• _Task statement_: Return the data below exactly, stopping after the line with "port for the HTTP server".

[Dataset entries]
----------------

use axum::extract::State;
use axum::http::{header, StatusCode};
use axum::response::IntoResponse;
use axum::routing::get;
use axum::{Json, Router};
use axum_prometheus::PrometheusMetricLayer;
use clap::{Args, Parser, Subcommand};
use metrics_exporter_prometheus::PrometheusHandle;
use permit_desk::config::AppConfig;
use permit_desk::error::AppError;
use permit_desk::store::memory::{demo_store, InMemoryPermitStore};
use permit_desk::telemetry;
use permit_desk::workflows::permits::{
    permit_router, BuildOptions, BuildRequest, PermitBuildOutcome, PermitBuildService,
    StubDocumentGenerator,
};
use serde_json::json;
use std::sync::atomic::{AtomicBool, Ordering};
use std::sync::Arc;
use tracing::info;

#[derive(Clone)]
struct AppState {
    readiness: Arc<AtomicBool>,
    metrics: PrometheusHandle,
}

#[derive(Parser, Debug)]
#[command(
    name = "Permit Desk",
    about = "Assemble and track roofing permit applications from the command line",
    version
)]
struct Cli {
    #[command(subcommand)]
    command: Option<Command>,
}

#[derive(Subcommand, Debug)]
enum Command {
    /// Start the HTTP service (default command)
    Serve(ServeArgs),
    /// Permit application tooling for demos and spot checks
    Permits {
        #[command(subcommand)]
        command: PermitsCommand,
    },
}

#[derive(Args, Debug, Default)]
struct ServeArgs {
    /// Override the configured host for the HTTP server
    #[arg(long)]
    host: Option<String>,
    /// Override the configured port for the HTTP server
    #[arg(long)]
    port: Option<u16>,
}

#[derive(Subcommand, Debug)]
enum PermitsCommand {
    /// Run a permit application build against the bundled demo tenant
    Build(PermitsBuildArgs),
}

#[derive(Args, Debug)]
struct PermitsBuildArgs {
    /// Tenant to build for
    #[arg(long, default_value = "t-demo")]
    tenant: String,
    /// Job to assemble the application for
    #[arg(long, default_value = "job-1001")]
    job: String,
    /// Estimate backing the application
    #[arg(long, default_value = "est-5005")]
    estimate: String,
    /// Compute everything but persist nothing
    #[arg(long)]
    dry_run: bool,
    /// Generate the application PDF, checklist, and submission packet
    #[arg(long)]
    documents: bool,
}

#[tokio::main]
async fn main() {
    if let Err(err) = run_cli().await {
        eprintln!("application error: {err}");
        std::process::exit(1);
    }
}

async fn run_cli() -> Result<(), AppError> {
    let cli = Cli::parse();
    let command = cli
        .command
        .unwrap_or_else(|| Command::Serve(ServeArgs::default()));

    match command {
        Command::Serve(args) => run_server(args).await,
        Command::Permits {
            command: PermitsCommand::Build(args),
        } => run_demo_build(args),
    }
}

async fn run_server(mut args: ServeArgs) -> Result<(), AppError> {
    let mut config = AppConfig::load()?;

    if let Some(host) = args.host.take() {
        config.server.host = host;
    }
    if let Some(port) = args.port.take() {
        config.server.port = port;
    }

    telemetry::init(&config.telemetry)?;

    // The in-memory store backs the service until relational persistence is
    // wired in behind the same trait. Outside production it ships pre-seeded
    // with the demo tenant so the API is explorable immediately.
    let store = if config.environment.exposes_diagnostics() {
        Arc::new(demo_store())
    } else {
        Arc::new(InMemoryPermitStore::new())
    };
    let service = Arc::new(PermitBuildService::new(
        store,
        Arc::new(StubDocumentGenerator::new()),
        config.permits.parcel_cache_ttl_days,
    ));

    let (prometheus_layer, prometheus_handle) = PrometheusMetricLayer::pair();
    let readiness_flag = Arc::new(AtomicBool::new(false));
    let state = AppState {
        readiness: readiness_flag.clone(),
        metrics: prometheus_handle,
    };

    let app = Router::new()
        .route("/health", get(healthcheck))
        .route("/ready", get(readiness_endpoint))
        .route("/metrics", get(metrics_endpoint))
        .with_state(state)
        .merge(permit_router(
            service,
            config.environment.exposes_diagnostics(),
        ))
        .layer(prometheus_layer);

    let addr = config.server.socket_addr()?;
    let listener = tokio::net::TcpListener::bind(addr).await?;
    readiness_flag.store(true, Ordering::Release);

    info!(?config.environment, %addr, "permit desk ready");

    axum::serve(listener, app).await?;
    Ok(())
}

fn run_demo_build(args: PermitsBuildArgs) -> Result<(), AppError> {
    let PermitsBuildArgs {
        tenant,
        job,
        estimate,
        dry_run,
        documents,
    } = args;

    let store = Arc::new(demo_store());
    let service = PermitBuildService::new(store, Arc::new(StubDocumentGenerator::new()), 30);

    let outcome = service.build(BuildRequest {
        tenant_id: tenant,
        job_id: job,
        estimate_id: Some(estimate),
        options: Some(BuildOptions {
            dry_run,
            generate_application_pdf: documents,
            generate_packet_zip: documents,
            include_checklist_pdf: documents,
            auto_link_approvals: documents,
            ..BuildOptions::default()
        }),
    })?;

    render_build_outcome(&outcome, dry_run);
    Ok(())
}

fn render_build_outcome(outcome: &PermitBuildOutcome, dry_run: bool) {
    println!("Permit application build");
    println!(
        "Case {} ({}){}",
        outcome.permit_case.id,
        outcome.permit_case.status,
        if dry_run { " [dry run]" } else { "" }
    );

    if let Some(county) = &outcome.permit_case.jurisdiction.county_name {
        match &outcome.context_preview.authority_name {
            Some(authority) => println!("Jurisdiction: {county} County via {authority}"),
            None => println!("Jurisdiction: {county} County (no authority matched)"),
        }
    }

    println!("\nApplication fields");
    if outcome.application_field_values.is_empty() {
        println!("- none (no active template)");
    }
    for (key, value) in &outcome.application_field_values {
        println!("- {key}: {value}");
    }

    if !outcome.calculation_errors.is_empty() {
        println!("\nCalculation errors");
        for failure in &outcome.calculation_errors {
            for issue in &failure.issues {
                println!("- {}: {}", failure.field, issue.message);
            }
        }
    }

    if outcome.missing_items.is_empty() {
        println!("\nMissing items: none");
    } else {
        println!("\nMissing items");
        for finding in &outcome.missing_items {
            println!(
                "- [{}] {}: {}",
                finding.severity.label(),
                finding.key,
                finding.message
            );
        }
    }

    if !outcome.documents.is_empty() {
        println!("\nDocuments");
        for document in &outcome.documents {
            println!("- {} -> {}", document.kind.label(), document.signed_url);
        }
    }

    if !outcome.next_actions.is_empty() {
        println!("\nNext actions");
        for action in &outcome.next_actions {
            match &action.url {
                Some(url) => println!("- {} ({url})", action.label),
                None => println!("- {}", action.label),
            }
        }
    }
}

async fn healthcheck() -> Json<serde_json::Value> {
    Json(json!({ "status": "ok" }))
}

async fn readiness_endpoint(State(state): State<AppState>) -> impl IntoResponse {
    let ready = state.readiness.load(Ordering::Relaxed);
    let status = if ready {
        StatusCode::OK
    } else {
        StatusCode::SERVICE_UNAVAILABLE
    };

    let payload = if ready {
        json!({ "status": "ready" })
    } else {
        json!({ "status": "initializing" })
    };

    (status, Json(payload))
}

async fn metrics_endpoint(State(state): State<AppState>) -> impl IntoResponse {
    (
        StatusCode::OK,
        [(header::CONTENT_TYPE, "text/plain; version=0.0.4")],
        state.metrics.render(),
    )
}
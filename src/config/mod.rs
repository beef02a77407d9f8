use std::env;
use std::net::{IpAddr, SocketAddr};

const DEFAULT_PARCEL_TTL_DAYS: i64 = 30;

/// Distinguishes runtime behavior for different stages of the service.
#[derive(Debug, Clone, Copy, PartialEq, Eq)]
pub enum AppEnvironment {
    Development,
    Test,
    Production,
}

impl AppEnvironment {
    fn from_str(value: &str) -> Self {
        match value.trim().to_ascii_lowercase().as_str() {
            "prod" | "production" => Self::Production,
            "test" | "ci" => Self::Test,
            _ => Self::Development,
        }
    }

    /// Error envelopes only carry diagnostic detail outside production.
    pub fn exposes_diagnostics(self) -> bool {
        !matches!(self, Self::Production)
    }
}

/// Top-level configuration for the application.
#[derive(Debug, Clone)]
pub struct AppConfig {
    pub environment: AppEnvironment,
    pub server: ServerConfig,
    pub telemetry: TelemetryConfig,
    pub permits: PermitsConfig,
}

impl AppConfig {
    pub fn load() -> Result<Self, ConfigError> {
        dotenvy::dotenv().ok();

        let environment = AppEnvironment::from_str(
            &env::var("APP_ENV").unwrap_or_else(|_| "development".to_string()),
        );

        let host = env::var("APP_HOST").unwrap_or_else(|_| "127.0.0.1".to_string());
        let port = env::var("APP_PORT")
            .unwrap_or_else(|_| "3000".to_string())
            .parse::<u16>()
            .map_err(|_| ConfigError::InvalidPort)?;

        let log_level = env::var("APP_LOG_LEVEL").unwrap_or_else(|_| "info".to_string());

        let parcel_cache_ttl_days = match env::var("PERMITS_PARCEL_TTL_DAYS") {
            Ok(raw) => raw
                .trim()
                .parse::<i64>()
                .ok()
                .filter(|days| *days > 0)
                .ok_or(ConfigError::InvalidParcelTtl)?,
            Err(_) => DEFAULT_PARCEL_TTL_DAYS,
        };

        Ok(Self {
            environment,
            server: ServerConfig { host, port },
            telemetry: TelemetryConfig { log_level },
            permits: PermitsConfig {
                parcel_cache_ttl_days,
            },
        })
    }
}

/// Settings controlling the HTTP server binding.
#[derive(Debug, Clone)]
pub struct ServerConfig {
    pub host: String,
    pub port: u16,
}

impl ServerConfig {
    pub fn socket_addr(&self) -> Result<SocketAddr, ConfigError> {
        if self.host.eq_ignore_ascii_case("localhost") {
            return Ok(SocketAddr::new(IpAddr::from([127, 0, 0, 1]), self.port));
        }

        let ip: IpAddr = self
            .host
            .parse()
            .map_err(|source| ConfigError::InvalidHost { source })?;

        Ok(SocketAddr::new(ip, self.port))
    }
}

/// Tracing and metrics controls.
#[derive(Debug, Clone)]
pub struct TelemetryConfig {
    pub log_level: String,
}

/// Defaults applied to permit build requests when options omit them.
#[derive(Debug, Clone)]
pub struct PermitsConfig {
    pub parcel_cache_ttl_days: i64,
}

#[derive(Debug, thiserror::Error)]
pub enum ConfigError {
    #[error("APP_PORT must be a valid u16")]
    InvalidPort,
    #[error("APP_HOST must parse to an IPv4 or IPv6 address")]
    InvalidHost {
        #[source]
        source: std::net::AddrParseError,
    },
    #[error("PERMITS_PARCEL_TTL_DAYS must be a positive integer")]
    InvalidParcelTtl,
}

#[cfg(test)]
mod tests {
    use super::*;
    use std::env;
    use std::sync::{Mutex, OnceLock};

    fn env_guard() -> &'static Mutex<()> {
        static GUARD: OnceLock<Mutex<()>> = OnceLock::new();
        GUARD.get_or_init(|| Mutex::new(()))
    }

    fn reset_env() {
        env::remove_var("APP_ENV");
        env::remove_var("APP_HOST");
        env::remove_var("APP_PORT");
        env::remove_var("APP_LOG_LEVEL");
        env::remove_var("PERMITS_PARCEL_TTL_DAYS");
    }

    #[test]
    fn load_uses_defaults_when_env_missing() {
        let _lock = env_guard().lock().expect("env mutex poisoned");
        reset_env();
        let config = AppConfig::load().expect("config loads with defaults");
        assert_eq!(config.environment, AppEnvironment::Development);
        assert_eq!(config.server.host, "127.0.0.1");
        assert_eq!(config.server.port, 3000);
        assert_eq!(config.telemetry.log_level, "info");
        assert_eq!(config.permits.parcel_cache_ttl_days, 30);
    }

    #[test]
    fn accepts_localhost_host() {
        let _lock = env_guard().lock().expect("env mutex poisoned");
        reset_env();
        env::set_var("APP_HOST", "localhost");
        let config = AppConfig::load().expect("config loads");
        let addr = config.server.socket_addr().expect("localhost resolves");
        assert_eq!(addr, SocketAddr::new(IpAddr::from([127, 0, 0, 1]), 3000));
    }

    #[test]
    fn rejects_non_positive_parcel_ttl() {
        let _lock = env_guard().lock().expect("env mutex poisoned");
        reset_env();
        env::set_var("PERMITS_PARCEL_TTL_DAYS", "0");
        let result = AppConfig::load();
        assert!(matches!(result, Err(ConfigError::InvalidParcelTtl)));
    }

    #[test]
    fn production_hides_diagnostics() {
        assert!(!AppEnvironment::Production.exposes_diagnostics());
        assert!(AppEnvironment::Development.exposes_diagnostics());
    }
}
/// Seed a store with a small Orange County roofing scenario for the demo CLI
/// and the dev server.
pub fn demo_store() -> InMemoryPermitStore {
    let store = InMemoryPermitStore::new();
    let tenant = "t-demo";

    store.seed_company(CompanyRecord {
        tenant_id: tenant.to_string(),
        name: Some("Sunshine State Roofing LLC".to_string()),
        license_number: Some("CCC1331402".to_string()),
        phone: Some("407-555-0114".to_string()),
        email: Some("permits@sunshineroofing.example".to_string()),
        address: Some("4150 Vineland Rd, Orlando, FL 32811".to_string()),
    });

    store.seed_job(JobRecord {
        id: "job-1001".to_string(),
        tenant_id: tenant.to_string(),
        name: Some("Holland re-roof".to_string()),
        full_address: None,
        street_address: Some("215 Lakeshore Dr".to_string()),
        city: Some("Winter Garden".to_string()),
        state: Some("FL".to_string()),
        zip: Some("34787".to_string()),
        county_name: Some("Orange".to_string()),
        latitude: Some(28.565_4),
        longitude: Some(-81.586_2),
        stories: Some(1),
        contact_id: Some("contact-77".to_string()),
    });

    store.seed_contact(ContactRecord {
        id: "contact-77".to_string(),
        tenant_id: tenant.to_string(),
        first_name: Some("Robert".to_string()),
        last_name: Some("Holland".to_string()),
        phone: Some("321-555-0187".to_string()),
        email: Some("r.holland@example.net".to_string()),
        address_street: Some("215 Lakeshore Dr".to_string()),
        address_city: Some("Winter Garden".to_string()),
        address_state: Some("FL".to_string()),
        address_zip: Some("34787".to_string()),
        mailing_street: None,
        mailing_city: None,
        mailing_state: None,
        mailing_zip: None,
    });

    store.seed_authority(AuthorityRecord {
        id: "auth-orange".to_string(),
        tenant_id: tenant.to_string(),
        name: "Orange County Building Division".to_string(),
        county_name: Some("Orange".to_string()),
        city_name: None,
        jurisdiction_level: Some("county".to_string()),
        portal_url: Some("https://fasttrack.ocfl.net".to_string()),
        phone: Some("407-836-5550".to_string()),
        email: None,
    });

    store.seed_measurement(MeasurementRecord {
        id: "meas-1".to_string(),
        tenant_id: tenant.to_string(),
        job_id: "job-1001".to_string(),
        source: MeasurementSource::Manual,
        total_area_sqft: Some(2300.0),
        predominant_pitch: Some("5/12".to_string()),
        facet_count: Some(9),
        report_url: None,
        measured_at: Utc.with_ymd_and_hms(2026, 8, 20, 15, 0, 0).single().unwrap_or_default(),
    });

    store.seed_measurement(MeasurementRecord {
        id: "meas-2".to_string(),
        tenant_id: tenant.to_string(),
        job_id: "job-1001".to_string(),
        source: MeasurementSource::Roofr,
        total_area_sqft: Some(2412.5),
        predominant_pitch: Some("5/12".to_string()),
        facet_count: Some(11),
        report_url: Some("https://reports.roofr.example/job-1001.pdf".to_string()),
        measured_at: Utc.with_ymd_and_hms(2026, 8, 12, 9, 30, 0).single().unwrap_or_default(),
    });

    store.seed_parcel(ParcelRecord {
        county_name: "Orange".to_string(),
        parcel_id: Some("23-22-27-5849-00-120".to_string()),
        legal_description: Some("LAKESHORE ESTATES LOT 12 BLK A".to_string()),
        owner_name: Some("HOLLAND ROBERT J".to_string()),
        land_use: Some("0100 - Single Family".to_string()),
        year_built: Some(1994),
        street_address: Some("215 Lakeshore Dr".to_string()),
        fetched_at: Utc::now(),
    });

    store.seed_estimate(EstimateRecord {
        id: "est-5005".to_string(),
        tenant_id: tenant.to_string(),
        job_id: "job-1001".to_string(),
        name: Some("Architectural shingle re-roof".to_string()),
        status: Some("approved".to_string()),
        total: Some(18_450.0),
        approved_at: Utc.with_ymd_and_hms(2026, 8, 22, 18, 0, 0).single(),
    });

    store.seed_products(
        tenant,
        ProductSelectionRecord {
            estimate_id: "est-5005".to_string(),
            primary_id: Some("prod-hdz".to_string()),
            primary_name: Some("Timberline HDZ".to_string()),
            manufacturer: Some("GAF".to_string()),
            components: vec![
                ProductComponent {
                    name: "Pro-Start Starter Strip".to_string(),
                    product_kind: Some("starter".to_string()),
                },
                ProductComponent {
                    name: "Seal-A-Ridge".to_string(),
                    product_kind: Some("ridge_cap".to_string()),
                },
            ],
            approvals: vec![ApprovalDocument {
                number: Some("FL10124-R29".to_string()),
                title: Some("GAF Timberline HDZ Florida Product Approval".to_string()),
                url: Some("https://floridabuilding.org/pr/FL10124".to_string()),
            }],
        },
    );

    store.seed_template(TemplateRecord {
        id: "tpl-orange-roof-3".to_string(),
        tenant_id: tenant.to_string(),
        authority_id: Some("auth-orange".to_string()),
        permit_type: "ROOF".to_string(),
        version: 3,
        active: true,
        document: json!({
            "fields": [
                {"key": "owner_name", "label": "Property owner",
                 "source": {"ref": "parcel.owner_name"}, "required": true},
                {"key": "job_address", "label": "Job site address",
                 "source": {"ref": "job.full_address"}, "required": true},
                {"key": "parcel_id", "label": "Parcel ID / folio",
                 "source": {"ref": "parcel.parcel_id"}, "required": true},
                {"key": "legal_description", "label": "Legal description",
                 "source": {"ref": "parcel.legal_description"}},
                {"key": "roof_area_squares", "label": "Roof area (squares)",
                 "calc": {"expr": "measurements.total_area_sqft / 100"}},
                {"key": "contract_total", "label": "Contract value",
                 "source": {"ref": "estimate.total"}, "required": true},
                {"key": "contractor_license", "label": "Contractor license",
                 "source": {"ref": "company.license_number"}, "required": true},
                {"key": "product_approval", "label": "Product approval number",
                 "source": {"ref": "products.primary.approval_number"}},
            ],
            "validations": [
                {"key": "rule.geocode", "message": "Job should be geocoded before submission",
                 "severity": "warning",
                 "when": {"op": "is_empty", "value": {"ref": "job.latitude"}}},
                {"key": "rule.measurement_report",
                 "message": "Attach the aerial measurement report",
                 "severity": "warning",
                 "when": {"op": "is_empty", "value": {"ref": "measurements.report_url"}}},
            ],
        }),
    });

    store
}
impl<S, D> PermitBuildService<S, D>
where
    S: PermitStore + 'static,
    D: DocumentGenerator + 'static,
{
    pub fn new(store: Arc<S>, documents: Arc<D>, default_parcel_ttl_days: i64) -> Self {
        let aggregator = ContextAggregator::new(store.clone(), default_parcel_ttl_days);
        Self {
            store,
            documents,
            aggregator,
        }
    }

    /// Run the full build pipeline for one request.
    pub fn build(&self, request: BuildRequest) -> Result<PermitBuildOutcome, PermitBuildError> {
        let BuildRequest {
            tenant_id,
            job_id,
            estimate_id,
            options,
        } = request;
        let options = options.unwrap_or_default();

        if tenant_id.trim().is_empty() {
            return Err(PermitBuildError::InvalidRequest(
                "tenant_id must not be empty".to_string(),
            ));
        }
        if job_id.trim().is_empty() {
            return Err(PermitBuildError::InvalidRequest(
                "job_id must not be empty".to_string(),
            ));
        }
        let estimate_id = estimate_id.filter(|id| !id.trim().is_empty());

        let case = self.obtain_case(&tenant_id, &job_id, estimate_id.as_deref(), &options)?;

        let aggregated = self.aggregator.build(
            &tenant_id,
            &case.id,
            &job_id,
            estimate_id.as_deref(),
            &options,
        )?;
        let context = aggregated.context;

        let authority_id = context.permit_case.authority_id.clone();
        let template = self.select_template(&tenant_id, authority_id.as_deref(), &case.permit_type)?;

        let mut template_findings = Vec::new();
        let (resolved, validation_errors) = match &template {
            Some(template) => {
                let snapshot = context.snapshot();
                let resolved = template::resolve(template, &snapshot);
                let errors = validation::validate(template, &snapshot, &resolved);
                (resolved, errors)
            }
            None => {
                template_findings.push(Finding::warning(
                    "missing.template",
                    "no active application template is configured for this jurisdiction",
                ));
                (Default::default(), Vec::new())
            }
        };

        // The template's contributions (its own gap warning plus triggered
        // rules) merge after the aggregator's findings, which win on key
        // collisions.
        let template_contributions: Vec<Finding> = template_findings
            .into_iter()
            .chain(validation_errors.iter().cloned())
            .collect();
        let missing_items = missing::merge(aggregated.missing, template_contributions);

        let status = if has_blocking(&validation_errors) || has_blocking(&missing_items) {
            PermitCaseStatus::WaitingOnDocs
        } else {
            PermitCaseStatus::DraftBuilt
        };

        let template_id = template.as_ref().map(|template| template.id.clone());
        let missing_keys: Vec<String> = missing_items
            .iter()
            .map(|finding| finding.key.clone())
            .collect();

        if !options.dry_run {
            self.persist_summary(
                &case,
                &context,
                status,
                authority_id.clone(),
                template_id.clone(),
                &resolved.field_values,
                &resolved.calc_results,
                &validation_errors,
                &missing_keys,
            )?;
        }

        let documents = if options.dry_run {
            Vec::new()
        } else {
            self.generate_documents(&case.id, &options, &context, &resolved.field_values)
        };

        let next_actions = next_actions(&context, &missing_items, &validation_errors, status);

        info!(
            case_id = %case.id,
            status = status.label(),
            missing = missing_items.len(),
            validation_errors = validation_errors.len(),
            dry_run = options.dry_run,
            "permit application build finished"
        );

        Ok(PermitBuildOutcome {
            permit_case: PermitCaseView {
                id: case.id,
                status: status.label().to_string(),
                job_id,
                estimate_id,
                authority_id,
                template_id,
                jurisdiction: JurisdictionView {
                    permit_type: case.permit_type,
                    county_name: context.permit_case.county_name.clone(),
                    city_name: context.permit_case.city_name.clone(),
                },
            },
            missing_items,
            validation_errors,
            application_field_values: resolved.field_values,
            calculation_results: resolved.calc_results,
            calculation_errors: resolved.calc_errors,
            documents,
            next_actions,
            context_preview: ContextPreview::from_context(&context),
        })
    }

    /// Fetch the persisted case projection for read endpoints.
    pub fn get_case(
        &self,
        tenant_id: &str,
        case_id: &str,
    ) -> Result<PersistedCaseView, PermitBuildError> {
        let record = self
            .store
            .fetch_case(tenant_id, case_id)?
            .ok_or(PermitBuildError::NotFound {
                entity: "permit case",
            })?;
        Ok(PersistedCaseView::from_record(record))
    }

    fn obtain_case(
        &self,
        tenant_id: &str,
        job_id: &str,
        estimate_id: Option<&str>,
        options: &BuildOptions,
    ) -> Result<PermitCaseRecord, PermitBuildError> {
        let seed = NewPermitCase {
            tenant_id: tenant_id.to_string(),
            job_id: job_id.to_string(),
            estimate_id: estimate_id.map(str::to_string),
            permit_type: DEFAULT_PERMIT_TYPE.to_string(),
        };

        if options.force_rebuild {
            return Ok(self.store.create_case(seed)?);
        }

        let obtained = self.store.obtain_or_create_case(seed)?;
        if !obtained.created {
            info!(case_id = %obtained.record.id, "reusing existing permit case");
        }
        Ok(obtained.record)
    }

    fn select_template(
        &self,
        tenant_id: &str,
        authority_id: Option<&str>,
        permit_type: &str,
    ) -> Result<Option<PermitTemplate>, PermitBuildError> {
        let rows = self
            .store
            .active_templates(tenant_id, authority_id, permit_type)?;
        match template::select_active(&rows) {
            Some(record) => Ok(Some(PermitTemplate::parse(record)?)),
            None => Ok(None),
        }
    }

    #[allow(clippy::too_many_arguments)]
    fn persist_summary(
        &self,
        case: &PermitCaseRecord,
        context: &CanonicalContext,
        status: PermitCaseStatus,
        authority_id: Option<String>,
        template_id: Option<String>,
        field_values: &BTreeMap<String, Value>,
        calc_results: &BTreeMap<String, Value>,
        validation_errors: &[Finding],
        missing_keys: &[String],
    ) -> Result<(), PermitBuildError> {
        self.store.update_case_summary(
            &case.id,
            CaseSummaryUpdate {
                status,
                authority_id,
                template_id,
                county_name: context.permit_case.county_name.clone(),
                city_name: context.permit_case.city_name.clone(),
                field_values: json!(field_values),
                calculation_results: json!(calc_results),
                validation_errors: validation_errors.to_vec(),
                missing_keys: missing_keys.to_vec(),
            },
        )?;

        // Audit events are best effort; a failed append never fails the build.
        let details = json!({
            "status": status.label(),
            "missing_keys": missing_keys,
            "validation_errors": validation_errors.len(),
            "sources_used": context.meta.sources_used,
        });
        if let Err(err) = self.store.append_event(
            &case.id,
            BUILD_EVENT,
            &format!("application rebuilt; status {}", status.label()),
            details,
        ) {
            warn!(case_id = %case.id, error = %err, "failed to append build audit event");
        }

        Ok(())
    }

    fn generate_documents(
        &self,
        case_id: &str,
        options: &BuildOptions,
        context: &CanonicalContext,
        field_values: &BTreeMap<String, Value>,
    ) -> Vec<DocumentArtifact> {
        let mut documents = Vec::new();

        if options.generate_application_pdf {
            let payload = json!(field_values);
            self.try_generate(
                case_id,
                DocumentKind::Application,
                "Permit application".to_string(),
                &payload,
                &mut documents,
            );
        }

        if options.include_checklist_pdf {
            let payload = json!({"warnings": context.meta.warnings});
            self.try_generate(
                case_id,
                DocumentKind::Checklist,
                "Submission checklist".to_string(),
                &payload,
                &mut documents,
            );
        }

        if options.generate_packet_zip {
            let mut manifest: Vec<Value> = documents
                .iter()
                .map(|artifact| {
                    json!({
                        "kind": artifact.kind.label(),
                        "title": artifact.title,
                        "storage_key": artifact.storage_key,
                    })
                })
                .collect();
            if options.auto_link_approvals {
                for approval in &context.products.approvals {
                    manifest.push(json!({
                        "kind": "product_approval",
                        "title": approval.title,
                        "url": approval.url,
                    }));
                }
            }
            let payload = json!({"entries": manifest});
            self.try_generate(
                case_id,
                DocumentKind::PacketZip,
                "Submission packet".to_string(),
                &payload,
                &mut documents,
            );
        }

        documents
    }

    /// A failed generation is logged and recorded as an audit event but never
    /// fails the build; the artifact is simply omitted.
    fn try_generate(
        &self,
        case_id: &str,
        kind: DocumentKind,
        title: String,
        payload: &Value,
        documents: &mut Vec<DocumentArtifact>,
    ) {
        match self.documents.generate(DocumentRequest {
            case_id,
            kind,
            title: title.clone(),
            payload,
        }) {
            Ok(artifact) => documents.push(artifact),
            Err(err) => {
                warn!(case_id = %case_id, kind = kind.label(), error = %err, "document generation failed");
                let details = json!({"kind": kind.label(), "error": err.to_string()});
                if let Err(event_err) = self.store.append_event(
                    case_id,
                    DOCUMENT_FAILED_EVENT,
                    &format!("failed to generate {} document", kind.label()),
                    details,
                ) {
                    warn!(case_id = %case_id, error = %event_err, "failed to record document failure event");
                }
            }
        }
    }
}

----------------

• _Response to this exercise_:
use axum::extract::State;
use axum::http::{header, StatusCode};
use axum::response::IntoResponse;
use axum::routing::get;
use axum::{Json, Router};
use axum_prometheus::PrometheusMetricLayer;
use clap::{Args, Parser, Subcommand};
use metrics_exporter_prometheus::PrometheusHandle;
use permit_desk::config::AppConfig;
use permit_desk::error::AppError;
use permit_desk::store::memory::{demo_store, InMemoryPermitStore};
use permit_desk::telemetry;
use permit_desk::workflows::permits::{
    permit_router, BuildOptions, BuildRequest, PermitBuildOutcome, PermitBuildService,
    StubDocumentGenerator,
};
use serde_json::json;
use std::sync::atomic::{AtomicBool, Ordering};
use std::sync::Arc;
use tracing::info;

#[derive(Clone)]
struct AppState {
    readiness: Arc<AtomicBool>,
    metrics: PrometheusHandle,
}

#[derive(Parser, Debug)]
#[command(
    name = "Permit Desk",
    about = "Assemble and track roofing permit applications from the command line",
    version
)]
struct Cli {
    #[command(subcommand)]
    command: Option<Command>,
}

#[derive(Subcommand, Debug)]
enum Command {
    /// Start the HTTP service (default command)
    Serve(ServeArgs),
    /// Permit application tooling for demos and spot checks
    Permits {
        #[command(subcommand)]
        command: PermitsCommand,
    },
}

#[derive(Args, Debug, Default)]
struct ServeArgs {
    /// Override the configured host for the HTTP server
    #[arg(long)]
    host: Option<String>,
    /// Override the configured port for the HTTP server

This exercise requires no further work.